Hacker News new | past | comments | ask | show | jobs | submit login
Apache Spark Scale: A 60 TB+ production use case (facebook.com)
254 points by rockyex on Sept 1, 2016 | hide | past | favorite | 38 comments



I tried (and failed after a month of work) earlier this year trying to do ~20TB shuffles with Spark. I felt both relief and frustration reading this post.

Relief: I'm not an idiot, and the problems in the shuffle were likely in Spark and not just me being a beginner user.

Frustration: I wanted to group about 100 billion x 200 byte records into 5 billion groups. This seems like exactly the problem Spark is designed for and is advertised for. I had great difficulty even getting example Spark SQL code (or my own RDD based code) working. I hear so many great things about Spark as a tool for big data, and also "your data isn't big". I considered 20TB on the "low end" of big data, but a seemingly popular and widely used big data tool can't shuffle it without numerous bug fixes and pain on the part of the user. Shuffling 90TB was worth a Facebook blog post! This makes me ask: To all the people using Spark for "big data", how painful is it and how much data are you handling? It appears the answer for >=20TB is "very painful", and for <=5TB I think you're generally in "handle on single node" territory.


One of the hardest parts for me was getting the cluster sized appropriately so that all data stayed in memory. Overflow to disk slows things down a lot. But, sizing the cluster can be tricky if you're generating a lot of data structures in the tasks.

I only use RDDs, so I put a lot of thought into the processing flow so that unnecessary data wasn't shuffled. If you're reducing PairRDDs, make sure that the data is evenly distributed. Also, I'm guessing you read the optimization docs, but a huge amount of network I/O can be reduced by choosing the right types and collections and optimizing serialization. And, of course group within partitions first, then within nodes, then across nodes. And, of course, go for fewer bigger servers with lots of network bandwidth.

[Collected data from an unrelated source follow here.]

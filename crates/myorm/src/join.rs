//! Multi-table SELECT from a declarative join specification.
//!
//! A [`JoinSpec`] names the primary table, the fields selected from each table
//! (optionally aliased) and the joined tables with their ON predicates.
//! Predicates either reference another table's column or a named parameter
//! bound at execution time.
//!
//! ```ignore
//! let spec = JoinSpec::new("orders")
//!     .select("orders", ["id", "total"])
//!     .select_as("users", "name", "customer")
//!     .join(
//!         Join::left("users")
//!             .on_column("id", "orders", "user_id")
//!             .on_param("active", "active"),
//!     );
//!
//! let params = BTreeMap::from([("active".to_string(), Value::Int(1))]);
//! let query = spec.build(&Conditions::new().and("id", vec![1, 2]), None, None, &params)?;
//! // SELECT `orders`.`id`, `orders`.`total`, `users`.`name` AS `customer` FROM `orders`
//! //   LEFT JOIN `users` ON `users`.`id` = `orders`.`user_id` AND `users`.`active` = ?
//! //   WHERE `orders`.`id` IN (?, ?)
//! ```

use crate::condition::{Conditions, Direction, Filter};
use crate::error::{OrmError, OrmResult};
use crate::ident::Ident;
use crate::schema::TableSchema;
use crate::sql::{Query, Sql};
use crate::value::Value;
use std::collections::BTreeMap;

/// Join type. Joins are always emitted in this order.
#[derive(Debug, Clone, Copy, PartialEq, Eq, PartialOrd, Ord, Hash)]
pub enum JoinKind {
    Inner,
    Left,
    Right,
    Full,
}

impl JoinKind {
    pub fn as_sql(self) -> &'static str {
        match self {
            JoinKind::Inner => "INNER JOIN",
            JoinKind::Left => "LEFT JOIN",
            JoinKind::Right => "RIGHT JOIN",
            JoinKind::Full => "FULL JOIN",
        }
    }
}

/// Right-hand side of a join predicate.
#[derive(Debug, Clone, PartialEq, Eq)]
pub enum JoinOn {
    /// `joined.field = table.column`
    Column { table: String, column: String },
    /// `joined.field = ?`, filled from the named parameter.
    Param(String),
}

#[derive(Debug, Clone, PartialEq, Eq)]
pub struct JoinPredicate {
    pub field: String,
    pub on: JoinOn,
}

/// One joined table and its AND-combined predicates.
#[derive(Debug, Clone, PartialEq, Eq)]
#[must_use]
pub struct Join {
    pub kind: JoinKind,
    pub table: String,
    pub predicates: Vec<JoinPredicate>,
}

impl Join {
    pub fn new(kind: JoinKind, table: impl Into<String>) -> Self {
        Self {
            kind,
            table: table.into(),
            predicates: Vec::new(),
        }
    }

    pub fn inner(table: impl Into<String>) -> Self {
        Self::new(JoinKind::Inner, table)
    }

    pub fn left(table: impl Into<String>) -> Self {
        Self::new(JoinKind::Left, table)
    }

    pub fn right(table: impl Into<String>) -> Self {
        Self::new(JoinKind::Right, table)
    }

    pub fn full(table: impl Into<String>) -> Self {
        Self::new(JoinKind::Full, table)
    }

    /// `this.field = table.column`
    pub fn on_column(
        mut self,
        field: impl Into<String>,
        table: impl Into<String>,
        column: impl Into<String>,
    ) -> Self {
        self.predicates.push(JoinPredicate {
            field: field.into(),
            on: JoinOn::Column {
                table: table.into(),
                column: column.into(),
            },
        });
        self
    }

    /// `this.field = ?` bound from the parameter `param`.
    pub fn on_param(mut self, field: impl Into<String>, param: impl Into<String>) -> Self {
        self.predicates.push(JoinPredicate {
            field: field.into(),
            on: JoinOn::Param(param.into()),
        });
        self
    }
}

/// A selected column and its optional output alias.
#[derive(Debug, Clone, PartialEq, Eq)]
pub struct SelectField {
    pub field: String,
    pub alias: Option<String>,
}

impl SelectField {
    /// Name of this field in result rows.
    pub fn output_name(&self) -> &str {
        self.alias.as_deref().unwrap_or(&self.field)
    }
}

/// The fields selected from one table.
#[derive(Debug, Clone, PartialEq, Eq)]
pub struct TableFields {
    pub table: String,
    pub fields: Vec<SelectField>,
}

impl TableFields {
    pub fn new(table: impl Into<String>) -> Self {
        Self {
            table: table.into(),
            fields: Vec::new(),
        }
    }

    /// True when `name` is a selected column or an alias of one.
    pub fn mentions(&self, name: &str) -> bool {
        self.fields
            .iter()
            .any(|f| f.field == name || f.alias.as_deref() == Some(name))
    }

    /// Output name for column `field`, if it is selected.
    pub fn output_name(&self, field: &str) -> Option<&str> {
        self.fields
            .iter()
            .find(|f| f.field == field)
            .map(SelectField::output_name)
    }

    /// Keep only the descriptors of selected columns, in schema order.
    pub fn restrict(&self, schema: &TableSchema) -> OrmResult<TableSchema> {
        let fields = schema
            .fields()
            .iter()
            .filter(|d| self.fields.iter().any(|f| f.field == d.name))
            .cloned()
            .collect();
        TableSchema::new(schema.table(), fields)
    }
}

/// Declarative description of a joined read.
#[derive(Debug, Clone, PartialEq, Eq)]
#[must_use]
pub struct JoinSpec {
    table: String,
    key: String,
    fields: Vec<TableFields>,
    joins: Vec<Join>,
}

impl JoinSpec {
    pub fn new(table: impl Into<String>) -> Self {
        Self {
            table: table.into(),
            key: "id".to_string(),
            fields: Vec::new(),
            joins: Vec::new(),
        }
    }

    /// Identifier column of the primary table (default `id`).
    pub fn key(mut self, key: impl Into<String>) -> Self {
        self.key = key.into();
        self
    }

    /// Select columns of `table` under their own names.
    pub fn select<I, S>(mut self, table: &str, fields: I) -> Self
    where
        I: IntoIterator<Item = S>,
        S: Into<String>,
    {
        let entry = self.table_entry(table);
        entry.fields.extend(fields.into_iter().map(|f| SelectField {
            field: f.into(),
            alias: None,
        }));
        self
    }

    /// Select one column of `table` as `alias`.
    pub fn select_as(
        mut self,
        table: &str,
        field: impl Into<String>,
        alias: impl Into<String>,
    ) -> Self {
        let entry = self.table_entry(table);
        entry.fields.push(SelectField {
            field: field.into(),
            alias: Some(alias.into()),
        });
        self
    }

    pub fn join(mut self, join: Join) -> Self {
        self.joins.push(join);
        self
    }

    fn table_entry(&mut self, table: &str) -> &mut TableFields {
        let pos = match self.fields.iter().position(|t| t.table == table) {
            Some(pos) => pos,
            None => {
                self.fields.push(TableFields::new(table));
                self.fields.len() - 1
            }
        };
        &mut self.fields[pos]
    }

    pub fn table(&self) -> &str {
        &self.table
    }

    pub fn key_field(&self) -> &str {
        &self.key
    }

    pub fn fields(&self) -> &[TableFields] {
        &self.fields
    }

    pub fn table_fields(&self, table: &str) -> Option<&TableFields> {
        self.fields.iter().find(|t| t.table == table)
    }

    /// Joins in emission order: inner, left, right, full, declaration order within a kind.
    pub fn ordered_joins(&self) -> Vec<&Join> {
        let mut joins: Vec<&Join> = self.joins.iter().collect();
        joins.sort_by_key(|j| j.kind);
        joins
    }

    /// Names of the join parameters, in the order their placeholders appear.
    pub fn param_names(&self) -> Vec<&str> {
        self.ordered_joins()
            .into_iter()
            .flat_map(|j| j.predicates.iter())
            .filter_map(|p| match &p.on {
                JoinOn::Param(name) => Some(name.as_str()),
                JoinOn::Column { .. } => None,
            })
            .collect()
    }

    /// Render the joined SELECT.
    ///
    /// Every condition on the primary table becomes an IN-list, scalars
    /// included. Join parameters are taken from `params` and bound before the
    /// WHERE values; a parameter missing from `params` is an error.
    pub fn build(
        &self,
        conditions: &Conditions,
        order: Option<(&str, Option<Direction>)>,
        limit: Option<u64>,
        params: &BTreeMap<String, Value>,
    ) -> OrmResult<Query> {
        let main = Ident::parse(&self.table)?;

        let mut sql = Sql::new("SELECT ");
        let mut count = 0;
        for table in &self.fields {
            let table_ident = Ident::parse(&table.table)?;
            for field in &table.fields {
                if count > 0 {
                    sql.push(", ");
                }
                sql.push_qualified(&table_ident, &Ident::quoted(&field.field)?);
                if let Some(alias) = &field.alias {
                    sql.push(" AS ").push_ident_ref(&Ident::quoted(alias)?);
                }
                count += 1;
            }
        }
        if count == 0 {
            return Err(OrmError::validation(format!(
                "join on '{}' selects no fields",
                self.table
            )));
        }

        sql.push(" FROM ").push_ident_ref(&main);

        for join in self.ordered_joins() {
            let joined = Ident::parse(&join.table)?;
            sql.push(" ")
                .push(join.kind.as_sql())
                .push(" ")
                .push_ident_ref(&joined);
            for (i, predicate) in join.predicates.iter().enumerate() {
                sql.push(if i == 0 { " ON " } else { " AND " });
                sql.push_qualified(&joined, &Ident::quoted(&predicate.field)?);
                sql.push(" = ");
                match &predicate.on {
                    JoinOn::Column { table, column } => {
                        sql.push_qualified(&Ident::parse(table)?, &Ident::quoted(column)?);
                    }
                    JoinOn::Param(name) => {
                        let Some(value) = params.get(name) else {
                            return Err(OrmError::validation(format!(
                                "join parameter '{name}' is not bound"
                            )));
                        };
                        sql.push_bind(value.clone());
                    }
                }
            }
        }

        for (i, (column, filter)) in conditions.iter().enumerate() {
            if *filter == Filter::NotNull {
                return Err(OrmError::validation(format!(
                    "joined read on '{column}': only IN-list filters are supported, not IS NOT NULL"
                )));
            }
            sql.push(if i == 0 { " WHERE " } else { " AND " });
            sql.push_qualified(&main, &Ident::quoted(column)?);
            sql.push(" IN (");
            sql.push_bind_list(filter.clone().into_list());
            sql.push(")");
        }

        if let Some((column, direction)) = order {
            sql.push(" ORDER BY ").push_ident_ref(&Ident::quoted(column)?);
            if let Some(direction) = direction {
                sql.push(" ").push(direction.as_sql());
            }
        }

        if let Some(limit) = limit {
            sql.push(&format!(" LIMIT {limit}"));
        }

        Ok(sql.build())
    }
}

There are a lot of tricks, unfortunately. And, since I don't know your experience level I won't bore you with things you probably already know.


I have no practical experience with Spark, but I was wondering where Alluxio fits into what you're describing.

Is it only applicable once the "cluster [is] sized appropriately so that all data stayed in memory" as you mention?


Alluxio can cache objects in memory that are used downstream in other steps or even other jobs.

In Spark, the biggest performance gains are realized when all data stays in memory. But, the Spark memory architecture is kind of opaque. It's pretty well documented, and there are some good blogs out there, but there are a lot of factors in play.

For example, let's say we start with 1 TB of compressed data and take a guess that it will uncompress to 10 TB. So, we do a naive calculation and guess that we'll need 20 nodes, each with 500 GB of memory.

For our example, Spark will be managed by Yarn. Yarn is going to take a portion of each node's memory. I forget how much, but let's say 10%. Then, depending on how many executors we have per node, each will also have memory overhead. Again, I don't know exactly, but let's just say another 10%. Then, some memory will be dedicated to system processes, etc. Then there's the Spark driver. So, after all of that, let's say 25-30% of memory is used outside of the executor. So, that leaves us with 10 executors per node, each with ~35 GB of memory. For maximum performance, we have to ensure that all 10 TB fits across all executors. So, we may actually need 29 nodes, or a lot of data is going to spill to disk.

Then, let's say that our processing job doesn't evenly distribute data across partitions. Some partitions get 5x as much data as other partitions. Again, data spills to disk - or the VM runs out of heap. Or, maybe our 10% compression estimate is off by 5% - more spills to disk.


I think Alluxio helps with the initial data read in the first stage, but subsequent stages' datasets are stored in memory anyway.


I've been working on Databricks for a month now and it is a very unique and satisfying learning experience. I generated a billion n-grams (1-6 word) from 300k docs and thinking in RDDs and Dataframes reminds me of how I felt when I first learned functional programming and GPU coding. RDD flatMap solves problems I didn't even know I had.

I ran a 'small' cluster of 24 nodes (300GB+ of RAM) and while I know I could have done the same thing with super optimized code on a single machine, not having to worry about each node's performance but instead thinking in pipelines is refreshing. My goal was not to use/make optimal tokenizer or stop-word remover but instead to make sure every part of the chain could be done in parallel.

My biggest complaint? Repeatedly having to restart the cluster because nodes stop responding or throw arcane errors. If these reliability fixes were in place last week, I would have easily been 20-25% more efficient with my time. Can't wait till Databricks team deploys this for their users.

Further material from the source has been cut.